Oh, sure, there’s a certain amount of finesse involved in both pursuits. Quarterbacks aim to drop in a perfect pass and running backs can always juke their way into the open field. But in football, the bigger, rougher team tends to win. Note, for example, that even with Barry Sanders’ elusive running, his Lions didn’t win many games.
For politicians, playing tough means being willing to say or do whatever is necessary to win. And, sadly, in the political realm, liberals tend to be much more aggressive than conservatives.

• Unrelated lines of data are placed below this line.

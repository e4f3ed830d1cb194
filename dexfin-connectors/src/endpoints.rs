//! Exchange endpoints, URLs and wire constants.

use reqwest::Method;

use crate::error::{ConnectorError, ConnectorResult};
use crate::throttler::LimitId;

// =============================================================================
// Constants
// =============================================================================

/// Default REST base URL.
pub const REST_URL: &str = "https://trade.dexfin.com/api/v2/peatio";

/// Default streaming URL.
pub const WS_URL: &str = "wss://trade.dexfin.com/api/v2/ranger/public";

/// Default request timeout in milliseconds.
pub const REQUEST_TIMEOUT_MS: u64 = 10_000;

/// Instrument catalog
pub const MARKETS_PATH: &str = "/public/markets";
/// 24h tickers for all markets
pub const TICKERS_PATH: &str = "/public/markets/tickers";
/// Order book snapshot (`{}` = exchange symbol)
pub const DEPTH_PATH: &str = "/public/markets/{}/depth";
/// Server time
pub const SERVER_TIME_PATH: &str = "/public/timestamp";
/// Liveness probe
pub const ALIVE_PATH: &str = "/public/health/alive";
/// Account balances
pub const BALANCES_PATH: &str = "/account/balances";
/// Place / list orders
pub const ORDERS_PATH: &str = "/market/orders";
/// Order detail (`{}` = order id)
pub const ORDER_DETAIL_PATH: &str = "/market/orders/{}";
/// Order cancel (`{}` = order id)
pub const ORDER_CANCEL_PATH: &str = "/market/orders/{}/cancel";
/// Own trade history
pub const TRADES_PATH: &str = "/market/trades";

/// Stream event type for incremental depth updates.
pub const DIFF_EVENT_TYPE: &str = "depthUpdate";
/// Stream event type for public trades.
pub const TRADE_EVENT_TYPE: &str = "trade";

/// Market `state` value that marks an instrument tradable.
pub const MARKET_STATE_ENABLED: &str = "enabled";

// =============================================================================
// Endpoint
// =============================================================================

/// A REST endpoint with its path parameters bound.
#[derive(Debug, Clone, PartialEq, Eq, Hash)]
pub enum Endpoint {
    /// `GET /public/markets`
    Markets,
    /// `GET /public/markets/tickers`
    Tickers,
    /// `GET /public/markets/{symbol}/depth`
    Depth {
        /// Exchange symbol
        symbol: String,
    },
    /// `GET /public/timestamp`
    ServerTime,
    /// `GET /public/health/alive`
    Alive,
    /// `GET /account/balances`
    Balances,
    /// `GET /market/orders`
    ListOrders,
    /// `POST /market/orders`
    PlaceOrder,
    /// `GET /market/orders/{id}`
    OrderDetail {
        /// Exchange order id
        id: String,
    },
    /// `POST /market/orders/{id}/cancel`
    CancelOrder {
        /// Exchange order id
        id: String,
    },
    /// `GET /market/trades`
    Trades,
}

impl Endpoint {
    /// Path relative to the base URL. Parameters are percent-encoded.
    pub fn path(&self) -> String {
        match self {
            Endpoint::Markets => MARKETS_PATH.to_string(),
            Endpoint::Tickers => TICKERS_PATH.to_string(),
            Endpoint::Depth { symbol } => DEPTH_PATH.replace("{}", &urlencoding::encode(symbol)),
            Endpoint::ServerTime => SERVER_TIME_PATH.to_string(),
            Endpoint::Alive => ALIVE_PATH.to_string(),
            Endpoint::Balances => BALANCES_PATH.to_string(),
            Endpoint::ListOrders | Endpoint::PlaceOrder => ORDERS_PATH.to_string(),
            Endpoint::OrderDetail { id } => ORDER_DETAIL_PATH.replace("{}", &urlencoding::encode(id)),
            Endpoint::CancelOrder { id } => ORDER_CANCEL_PATH.replace("{}", &urlencoding::encode(id)),
            Endpoint::Trades => TRADES_PATH.to_string(),
        }
    }

    /// Reject path parameters that are empty or dot segments. URL
    /// normalization resolves those even when encoded.
    pub fn validate(&self) -> ConnectorResult<()> {
        let param = match self {
            Endpoint::Depth { symbol } => symbol,
            Endpoint::OrderDetail { id } | Endpoint::CancelOrder { id } => id,
            _ => return Ok(()),
        };
        match param.as_str() {
            "" | "." | ".." => Err(ConnectorError::Config(format!(
                "invalid path parameter {:?}",
                param
            ))),
            _ => Ok(()),
        }
    }

    /// HTTP method the exchange expects.
    pub fn default_method(&self) -> Method {
        match self {
            Endpoint::PlaceOrder | Endpoint::CancelOrder { .. } => Method::POST,
            _ => Method::GET,
        }
    }

    /// Whether the endpoint needs signed headers.
    pub fn is_private(&self) -> bool {
        matches!(
            self,
            Endpoint::Balances
                | Endpoint::ListOrders
                | Endpoint::PlaceOrder
                | Endpoint::OrderDetail { .. }
                | Endpoint::CancelOrder { .. }
                | Endpoint::Trades
        )
    }

    /// Rate-limit bucket charged for a call.
    pub fn limit_id(&self) -> LimitId {
        match self {
            Endpoint::Markets => LimitId::Markets,
            Endpoint::Tickers => LimitId::Tickers,
            Endpoint::Depth { .. } => LimitId::Depth,
            Endpoint::ServerTime => LimitId::ServerTime,
            Endpoint::Alive => LimitId::Alive,
            Endpoint::Balances => LimitId::Balances,
            Endpoint::ListOrders => LimitId::ListOrders,
            Endpoint::PlaceOrder => LimitId::PlaceOrder,
            Endpoint::OrderDetail { .. } => LimitId::OrderDetail,
            Endpoint::CancelOrder { .. } => LimitId::CancelOrder,
            Endpoint::Trades => LimitId::Trades,
        }
    }
}

#[cfg(test)]
mod tests {
    use super::*;

    #[test]
    fn test_paths_bind_parameters() {
        let depth = Endpoint::Depth { symbol: "btcusdt".to_string() };
        let cancel = Endpoint::CancelOrder { id: "42".to_string() };

        assert_eq!(depth.path(), "/public/markets/btcusdt/depth");
        assert_eq!(cancel.path(), "/market/orders/42/cancel");
        assert_eq!(Endpoint::OrderDetail { id: "7".to_string() }.path(), "/market/orders/7");
    }

    #[test]
    fn test_path_parameters_are_encoded() {
        let detail = Endpoint::OrderDetail { id: "1/../../account/balances".to_string() };
        let cancel = Endpoint::CancelOrder { id: "a b?x=1#f".to_string() };

        assert_eq!(detail.path(), "/market/orders/1%2F..%2F..%2Faccount%2Fbalances");
        assert_eq!(cancel.path(), "/market/orders/a%20b%3Fx%3D1%23f/cancel");
        assert!(detail.validate().is_ok());
    }

    #[test]
    fn test_dot_segments_are_rejected() {
        for bad in ["", ".", ".."] {
            let endpoint = Endpoint::OrderDetail { id: bad.to_string() };
            assert!(matches!(endpoint.validate(), Err(ConnectorError::Config(_))));
        }
        assert!(Endpoint::Depth { symbol: "..".to_string() }.validate().is_err());
        assert!(Endpoint::Markets.validate().is_ok());
    }

    #[test]
    fn test_methods_and_privacy() {
        assert_eq!(Endpoint::PlaceOrder.default_method(), Method::POST);
        assert_eq!(Endpoint::ListOrders.default_method(), Method::GET);
        assert!(Endpoint::Balances.is_private());
        assert!(!Endpoint::Markets.is_private());
        assert!(!Endpoint::ServerTime.is_private());
    }

    #[test]
    fn test_order_placement_has_own_limit() {
        assert_eq!(Endpoint::PlaceOrder.limit_id(), LimitId::PlaceOrder);
        assert_eq!(Endpoint::ListOrders.limit_id(), LimitId::ListOrders);
    }
}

All too often, right-wingers try to build consensus. We want to “extend an olive branch across the aisle” and work with “our liberal friends.” It’s fine to do that as long as we’re not compromising our principles. If liberal lawmakers want to vote for smaller government, support our military in Iraq or slash unnecessary farm subsidies, that’s wonderful. Let’s make a bipartisan deal to accomplish those worthy goals.
Sadly, that’s not how it works. Usually, when conservatives decide to work with liberals, we end up advancing liberal ideals. During the debate over the immigration bill, for example, Republican Sen. Trent Lott went out of his way to praise the liberal lion from Massachusetts.
"Senator Kennedy, I appreciate the legislative leadership you have been providing. I know it is not easy, you know, and your own colleagues and those of us over here have been beating you up,” Lott said on the Senate floor. “Good luck, senator from Massachusetts.”
Predictably (since Lott was working to do what Ted Kennedy wanted him to do by supporting an amnesty bill), Kennedy was kind. “I thank my friend from Mississippi, and I commend him for a constructive and a positive attitude,” he responded.
Well, isn’t that nice. It’s good that we can all agree to get along when Kennedy’s pushing for a bill that’s so bad even Lott admitted, “I don’t like a lot of what is in the bill.” But the fact is that Kennedy doesn’t always play so well with others.
Recall that less than an hour after Ronald Reagan nominated a conservative for the Supreme Court in 1987, Kennedy took to the floor of the Senate. “Robert Bork’s America is a land in which women would be forced into back-alley abortions, blacks would sit at segregated lunch counters, rogue police could break down citizens’ doors in midnight raids, schoolchildren could not be taught about evolution, writers and artists could be censored at the whim of government,” he thundered.